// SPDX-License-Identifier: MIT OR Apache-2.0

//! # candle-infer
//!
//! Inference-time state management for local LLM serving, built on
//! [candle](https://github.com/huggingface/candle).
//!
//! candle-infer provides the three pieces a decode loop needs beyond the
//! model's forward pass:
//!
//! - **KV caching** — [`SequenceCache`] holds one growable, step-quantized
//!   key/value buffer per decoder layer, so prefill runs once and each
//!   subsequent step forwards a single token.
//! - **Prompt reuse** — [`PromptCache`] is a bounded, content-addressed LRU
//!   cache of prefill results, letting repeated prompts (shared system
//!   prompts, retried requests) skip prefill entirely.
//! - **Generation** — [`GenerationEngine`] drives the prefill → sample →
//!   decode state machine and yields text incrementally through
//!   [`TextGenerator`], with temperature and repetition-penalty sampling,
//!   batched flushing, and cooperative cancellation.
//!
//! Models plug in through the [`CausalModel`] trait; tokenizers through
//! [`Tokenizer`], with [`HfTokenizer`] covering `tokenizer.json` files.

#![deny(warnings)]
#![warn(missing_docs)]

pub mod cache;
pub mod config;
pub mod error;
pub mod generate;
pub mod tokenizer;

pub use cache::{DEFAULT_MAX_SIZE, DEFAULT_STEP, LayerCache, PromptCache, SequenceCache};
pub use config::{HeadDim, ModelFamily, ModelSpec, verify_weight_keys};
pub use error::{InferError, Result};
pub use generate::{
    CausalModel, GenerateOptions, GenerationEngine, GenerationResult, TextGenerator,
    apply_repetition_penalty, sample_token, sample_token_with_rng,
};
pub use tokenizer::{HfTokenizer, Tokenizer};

====

**EXERCISE:**
Return all lines from the data above with "CausalModel" in them.

**YOUR SOLUTION:**
//! Models plug in through the [`CausalModel`] trait; tokenizers through
    CausalModel, GenerateOptions, GenerationEngine, GenerationResult, TextGenerator,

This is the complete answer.